> _The task_
Provide only the number of lines below in which the string "routes" occurs.

> _Given records_
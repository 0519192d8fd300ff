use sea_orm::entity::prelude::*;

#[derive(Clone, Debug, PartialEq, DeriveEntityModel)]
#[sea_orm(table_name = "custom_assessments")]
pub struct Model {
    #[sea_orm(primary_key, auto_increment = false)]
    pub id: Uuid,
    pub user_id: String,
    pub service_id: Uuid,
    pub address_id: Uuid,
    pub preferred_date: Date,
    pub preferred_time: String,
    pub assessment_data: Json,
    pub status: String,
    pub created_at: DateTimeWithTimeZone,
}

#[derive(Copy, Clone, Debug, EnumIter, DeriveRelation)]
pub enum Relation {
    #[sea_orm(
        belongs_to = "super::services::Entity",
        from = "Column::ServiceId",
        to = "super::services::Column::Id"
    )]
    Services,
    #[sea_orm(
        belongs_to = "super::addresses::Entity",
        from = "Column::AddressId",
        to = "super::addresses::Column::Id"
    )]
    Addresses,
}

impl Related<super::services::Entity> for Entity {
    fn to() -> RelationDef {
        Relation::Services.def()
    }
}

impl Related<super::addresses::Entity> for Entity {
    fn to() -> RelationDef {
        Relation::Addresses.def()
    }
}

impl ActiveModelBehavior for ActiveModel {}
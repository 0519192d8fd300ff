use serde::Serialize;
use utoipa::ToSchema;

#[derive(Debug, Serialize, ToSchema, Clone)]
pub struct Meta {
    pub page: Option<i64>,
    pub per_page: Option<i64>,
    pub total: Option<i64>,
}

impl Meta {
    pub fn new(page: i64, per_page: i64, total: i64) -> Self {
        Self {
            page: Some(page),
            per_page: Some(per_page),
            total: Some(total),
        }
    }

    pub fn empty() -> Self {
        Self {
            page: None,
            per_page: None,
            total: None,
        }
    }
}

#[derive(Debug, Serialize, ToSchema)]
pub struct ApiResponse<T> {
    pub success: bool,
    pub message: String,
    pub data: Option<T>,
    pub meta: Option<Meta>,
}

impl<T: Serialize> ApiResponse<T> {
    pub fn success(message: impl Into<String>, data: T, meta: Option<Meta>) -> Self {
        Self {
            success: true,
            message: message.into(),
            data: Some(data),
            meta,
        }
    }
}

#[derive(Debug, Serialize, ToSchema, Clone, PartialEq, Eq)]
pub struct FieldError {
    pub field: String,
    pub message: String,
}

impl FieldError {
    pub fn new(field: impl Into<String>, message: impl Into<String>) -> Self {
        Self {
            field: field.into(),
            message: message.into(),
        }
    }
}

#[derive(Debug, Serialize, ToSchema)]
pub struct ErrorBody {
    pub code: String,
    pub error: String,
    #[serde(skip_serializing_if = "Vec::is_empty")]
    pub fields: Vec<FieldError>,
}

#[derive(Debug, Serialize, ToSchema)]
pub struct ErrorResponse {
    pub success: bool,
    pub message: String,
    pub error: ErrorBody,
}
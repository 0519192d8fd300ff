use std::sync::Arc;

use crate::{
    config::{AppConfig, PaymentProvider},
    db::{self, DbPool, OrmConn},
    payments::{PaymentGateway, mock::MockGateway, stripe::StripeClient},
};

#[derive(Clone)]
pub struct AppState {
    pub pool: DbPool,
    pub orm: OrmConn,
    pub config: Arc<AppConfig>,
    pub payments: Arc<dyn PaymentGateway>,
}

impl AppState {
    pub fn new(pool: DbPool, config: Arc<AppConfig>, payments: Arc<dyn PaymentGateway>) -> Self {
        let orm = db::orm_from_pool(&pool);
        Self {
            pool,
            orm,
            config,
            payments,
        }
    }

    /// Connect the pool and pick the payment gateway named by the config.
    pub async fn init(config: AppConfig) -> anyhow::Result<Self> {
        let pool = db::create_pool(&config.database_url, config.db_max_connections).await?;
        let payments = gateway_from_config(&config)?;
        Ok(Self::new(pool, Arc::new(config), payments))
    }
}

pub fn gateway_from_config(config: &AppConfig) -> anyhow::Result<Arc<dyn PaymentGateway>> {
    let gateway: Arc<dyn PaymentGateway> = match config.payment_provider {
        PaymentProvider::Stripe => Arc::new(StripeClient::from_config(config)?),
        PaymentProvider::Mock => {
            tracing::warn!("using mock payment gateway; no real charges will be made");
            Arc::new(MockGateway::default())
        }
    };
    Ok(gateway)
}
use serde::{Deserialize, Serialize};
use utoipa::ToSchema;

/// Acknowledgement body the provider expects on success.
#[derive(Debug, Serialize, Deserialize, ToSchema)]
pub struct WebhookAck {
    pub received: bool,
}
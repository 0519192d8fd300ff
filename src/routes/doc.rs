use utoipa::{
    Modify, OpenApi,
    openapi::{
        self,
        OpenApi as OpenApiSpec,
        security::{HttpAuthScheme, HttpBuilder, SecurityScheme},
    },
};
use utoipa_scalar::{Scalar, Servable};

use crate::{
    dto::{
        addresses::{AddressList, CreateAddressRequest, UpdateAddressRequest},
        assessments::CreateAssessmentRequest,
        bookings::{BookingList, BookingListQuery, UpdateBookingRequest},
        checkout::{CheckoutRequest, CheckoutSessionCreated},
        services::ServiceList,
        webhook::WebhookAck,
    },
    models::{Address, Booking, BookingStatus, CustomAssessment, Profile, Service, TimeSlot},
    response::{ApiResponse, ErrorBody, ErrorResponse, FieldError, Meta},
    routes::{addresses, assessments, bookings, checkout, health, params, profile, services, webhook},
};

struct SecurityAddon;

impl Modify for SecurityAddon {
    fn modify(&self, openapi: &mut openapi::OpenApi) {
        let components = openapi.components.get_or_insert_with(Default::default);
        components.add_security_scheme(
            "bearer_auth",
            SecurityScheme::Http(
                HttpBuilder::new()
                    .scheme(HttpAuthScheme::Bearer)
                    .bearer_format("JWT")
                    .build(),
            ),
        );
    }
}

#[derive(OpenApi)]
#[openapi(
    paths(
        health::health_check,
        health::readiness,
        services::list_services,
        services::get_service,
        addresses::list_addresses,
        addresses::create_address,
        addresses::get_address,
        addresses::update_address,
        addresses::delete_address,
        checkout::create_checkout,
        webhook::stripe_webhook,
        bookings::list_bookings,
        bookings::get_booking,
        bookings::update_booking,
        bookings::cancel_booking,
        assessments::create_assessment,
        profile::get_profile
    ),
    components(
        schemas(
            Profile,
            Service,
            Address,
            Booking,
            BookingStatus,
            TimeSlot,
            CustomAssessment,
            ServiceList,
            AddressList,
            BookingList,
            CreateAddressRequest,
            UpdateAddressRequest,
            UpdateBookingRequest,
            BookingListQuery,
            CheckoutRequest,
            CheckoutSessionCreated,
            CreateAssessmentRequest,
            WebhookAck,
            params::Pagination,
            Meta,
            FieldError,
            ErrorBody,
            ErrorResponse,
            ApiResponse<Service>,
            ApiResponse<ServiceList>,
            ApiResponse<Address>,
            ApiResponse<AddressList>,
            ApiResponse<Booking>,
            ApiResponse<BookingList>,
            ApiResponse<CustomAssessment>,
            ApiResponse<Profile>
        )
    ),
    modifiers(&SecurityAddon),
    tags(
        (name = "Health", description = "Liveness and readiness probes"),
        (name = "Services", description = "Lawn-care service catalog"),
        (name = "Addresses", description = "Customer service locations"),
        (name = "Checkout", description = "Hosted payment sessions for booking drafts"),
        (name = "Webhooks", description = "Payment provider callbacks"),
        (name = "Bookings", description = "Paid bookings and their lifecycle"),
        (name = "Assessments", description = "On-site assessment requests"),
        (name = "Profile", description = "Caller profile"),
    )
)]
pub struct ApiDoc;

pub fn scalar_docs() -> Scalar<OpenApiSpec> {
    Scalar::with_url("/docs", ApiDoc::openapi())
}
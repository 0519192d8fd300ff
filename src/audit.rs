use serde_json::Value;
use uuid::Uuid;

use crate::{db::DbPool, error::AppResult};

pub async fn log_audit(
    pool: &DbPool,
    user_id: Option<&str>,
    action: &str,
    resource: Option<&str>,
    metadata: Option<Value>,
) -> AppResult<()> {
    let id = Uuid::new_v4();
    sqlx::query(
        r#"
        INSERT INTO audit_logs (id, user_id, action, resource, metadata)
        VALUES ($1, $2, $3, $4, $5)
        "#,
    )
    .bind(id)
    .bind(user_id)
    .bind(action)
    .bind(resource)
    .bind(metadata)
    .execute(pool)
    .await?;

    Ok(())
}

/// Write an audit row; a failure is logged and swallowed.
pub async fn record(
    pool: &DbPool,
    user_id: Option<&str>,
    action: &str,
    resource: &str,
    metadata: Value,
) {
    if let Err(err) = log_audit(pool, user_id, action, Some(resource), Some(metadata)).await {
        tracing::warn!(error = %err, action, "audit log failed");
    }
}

> _The answer_
2